RECORD SET –
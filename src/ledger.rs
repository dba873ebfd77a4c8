//! Ledger records: keys, metadata values and the helpers folds use to
//! interpret them.
//!
//! A ledger key is either an object key `(tag, bucket, key)` or a secondary
//! index key `(bucket, field, term, key)`. Any trailing component may be left
//! out (`None`) to form a range bound: a missing component sorts before every
//! present one, and as an end bound it matches every continuation of the
//! components that are present.

use serde::{Deserialize, Serialize};
use std::time::{SystemTime, UNIX_EPOCH};

/// Seconds since the Unix epoch.
pub type Timestamp = u64;

/// Kind of ledger entry. Each tag occupies its own contiguous key range.
#[derive(Debug, Clone, Copy, PartialEq, Eq, PartialOrd, Ord, Hash, Serialize, Deserialize)]
pub enum Tag {
    /// Head-only objects: metadata in the ledger, body in the journal.
    Head,
    /// Secondary index entries.
    Index,
    /// Standard objects.
    Std,
}

impl Tag {
    pub fn to_byte(self) -> u8 {
        match self {
            Tag::Head => b'h',
            Tag::Index => b'i',
            Tag::Std => b'o',
        }
    }

    pub fn from_byte(byte: u8) -> Option<Self> {
        match byte {
            b'h' => Some(Tag::Head),
            b'i' => Some(Tag::Index),
            b'o' => Some(Tag::Std),
            _ => None,
        }
    }
}

#[derive(Debug, Clone, PartialEq, Eq, Hash)]
pub enum LedgerKey {
    Object {
        tag: Tag,
        bucket: Option<Vec<u8>>,
        key: Option<Vec<u8>>,
    },
    Index {
        bucket: Option<Vec<u8>>,
        field: Option<Vec<u8>>,
        term: Option<Vec<u8>>,
        key: Option<Vec<u8>>,
    },
}

impl LedgerKey {
    /// A complete object key.
    pub fn object(tag: Tag, bucket: impl Into<Vec<u8>>, key: impl Into<Vec<u8>>) -> Self {
        LedgerKey::Object {
            tag,
            bucket: Some(bucket.into()),
            key: Some(key.into()),
        }
    }

    /// An object key usable as a range bound.
    pub fn object_bound(tag: Tag, bucket: Option<&[u8]>, key: Option<&[u8]>) -> Self {
        LedgerKey::Object {
            tag,
            bucket: bucket.map(<[u8]>::to_vec),
            key: key.map(<[u8]>::to_vec),
        }
    }

    /// A complete index key.
    pub fn index(
        bucket: impl Into<Vec<u8>>,
        field: impl Into<Vec<u8>>,
        term: impl Into<Vec<u8>>,
        key: impl Into<Vec<u8>>,
    ) -> Self {
        LedgerKey::Index {
            bucket: Some(bucket.into()),
            field: Some(field.into()),
            term: Some(term.into()),
            key: Some(key.into()),
        }
    }

    /// An index key usable as a range bound.
    pub fn index_bound(
        bucket: Option<&[u8]>,
        field: Option<&[u8]>,
        term: Option<&[u8]>,
        key: Option<&[u8]>,
    ) -> Self {
        LedgerKey::Index {
            bucket: bucket.map(<[u8]>::to_vec),
            field: field.map(<[u8]>::to_vec),
            term: term.map(<[u8]>::to_vec),
            key: key.map(<[u8]>::to_vec),
        }
    }

    pub fn tag(&self) -> Tag {
        match self {
            LedgerKey::Object { tag, .. } => *tag,
            LedgerKey::Index { .. } => Tag::Index,
        }
    }

    /// Components in key order, starting after the tag.
    pub(crate) fn components(&self) -> Vec<Option<&[u8]>> {
        match self {
            LedgerKey::Object { bucket, key, .. } => vec![bucket.as_deref(), key.as_deref()],
            LedgerKey::Index {
                bucket,
                field,
                term,
                key,
            } => vec![
                bucket.as_deref(),
                field.as_deref(),
                term.as_deref(),
                key.as_deref(),
            ],
        }
    }

    /// True when no component is a wildcard.
    pub fn is_complete(&self) -> bool {
        self.components().iter().all(Option::is_some)
    }

    pub fn bucket(&self) -> Option<&[u8]> {
        match self {
            LedgerKey::Object { bucket, .. } | LedgerKey::Index { bucket, .. } => bucket.as_deref(),
        }
    }

    /// `(bucket, object key)` of a complete key of either kind.
    pub fn bucket_and_key(&self) -> Option<(&[u8], &[u8])> {
        match self {
            LedgerKey::Object {
                bucket: Some(bucket),
                key: Some(key),
                ..
            }
            | LedgerKey::Index {
                bucket: Some(bucket),
                key: Some(key),
                ..
            } => Some((bucket.as_slice(), key.as_slice())),
            _ => None,
        }
    }

    /// `(bucket, field, term, key)` of a complete index key.
    pub fn index_parts(&self) -> Option<(&[u8], &[u8], &[u8], &[u8])> {
        match self {
            LedgerKey::Index {
                bucket: Some(bucket),
                field: Some(field),
                term: Some(term),
                key: Some(key),
            } => Some((
                bucket.as_slice(),
                field.as_slice(),
                term.as_slice(),
                key.as_slice(),
            )),
            _ => None,
        }
    }
}

#[derive(Debug, Clone, Copy, PartialEq, Eq, Serialize, Deserialize)]
pub enum Status {
    Active { expires: Option<Timestamp> },
    Tombstone,
}

/// Ledger metadata for one key.
#[derive(Debug, Clone, PartialEq, Eq, Serialize, Deserialize)]
pub struct LedgerValue {
    /// Journal sequence number of the write.
    pub sqn: u64,
    pub status: Status,
    /// Content hash of the object.
    pub hash: u32,
    /// Object size in bytes.
    pub size: u64,
    pub last_modified: Timestamp,
    pub metadata: Vec<u8>,
}

impl LedgerValue {
    /// Live at `now`: not tombstoned, and any expiry is not yet passed.
    pub fn is_active(&self, now: Timestamp) -> bool {
        match self.status {
            Status::Active { expires: None } => true,
            Status::Active { expires: Some(ts) } => ts >= now,
            Status::Tombstone => false,
        }
    }

    pub fn size(&self) -> u64 {
        self.size
    }
}

/// Location of an object in the journal.
#[derive(Debug, Clone, PartialEq, Eq, Hash)]
pub struct JournalKey {
    pub sqn: u64,
    pub key: LedgerKey,
}

/// `(bucket, key, hash)` for a complete key.
pub fn key_and_hash(key: &LedgerKey, value: &LedgerValue) -> Option<(Vec<u8>, Vec<u8>, u32)> {
    key.bucket_and_key()
        .map(|(bucket, key)| (bucket.to_vec(), key.to_vec(), value.hash))
}

/// The journal location of the object a ledger entry refers to. Index
/// entries point at the standard object carrying the same sequence number.
pub fn journal_key(key: &LedgerKey, value: &LedgerValue) -> Option<JournalKey> {
    match key {
        LedgerKey::Object { .. } if key.is_complete() => Some(JournalKey {
            sqn: value.sqn,
            key: key.clone(),
        }),
        LedgerKey::Index { .. } => key.bucket_and_key().map(|(bucket, object)| JournalKey {
            sqn: value.sqn,
            key: LedgerKey::object(Tag::Std, bucket, object),
        }),
        _ => None,
    }
}

/// Wall-clock time in seconds.
pub fn now() -> Timestamp {
    SystemTime::now()
        .duration_since(UNIX_EPOCH)
        .map(|d| d.as_secs())
        .unwrap_or(0)
}

#[cfg(test)]
mod tests {
    use super::*;

    fn value(status: Status) -> LedgerValue {
        LedgerValue {
            sqn: 1,
            status,
            hash: 0,
            size: 10,
            last_modified: 0,
            metadata: Vec::new(),
        }
    }

    #[test]
    fn test_is_active() {
        assert!(value(Status::Active { expires: None }).is_active(100));
        assert!(value(Status::Active { expires: Some(100) }).is_active(100));
        assert!(!value(Status::Active { expires: Some(99) }).is_active(100));
        assert!(!value(Status::Tombstone).is_active(0));
    }

    #[test]
    fn test_bucket_and_key() {
        let key = LedgerKey::object(Tag::Std, "b", "k");
        assert_eq!(key.bucket_and_key(), Some((&b"b"[..], &b"k"[..])));

        let idx = LedgerKey::index("b", "f_bin", "t", "k");
        assert_eq!(idx.bucket_and_key(), Some((&b"b"[..], &b"k"[..])));

        let bound = LedgerKey::object_bound(Tag::Std, Some(b"b"), None);
        assert_eq!(bound.bucket_and_key(), None);
        assert!(!bound.is_complete());
    }

    #[test]
    fn test_index_journal_key_points_at_object() {
        let idx = LedgerKey::index("b", "f_bin", "t", "k");
        let jk = journal_key(&idx, &value(Status::Active { expires: None })).unwrap();
        assert_eq!(jk.key, LedgerKey::object(Tag::Std, "b", "k"));
        assert_eq!(jk.sqn, 1);
    }
}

YOUR TASK – Wherever the word "sequence" turns up in the material, copy the whole line.

ANSWER TO THIS PROBLEM –
    /// Journal sequence number of the write.
/// entries point at the standard object carrying the same sequence number.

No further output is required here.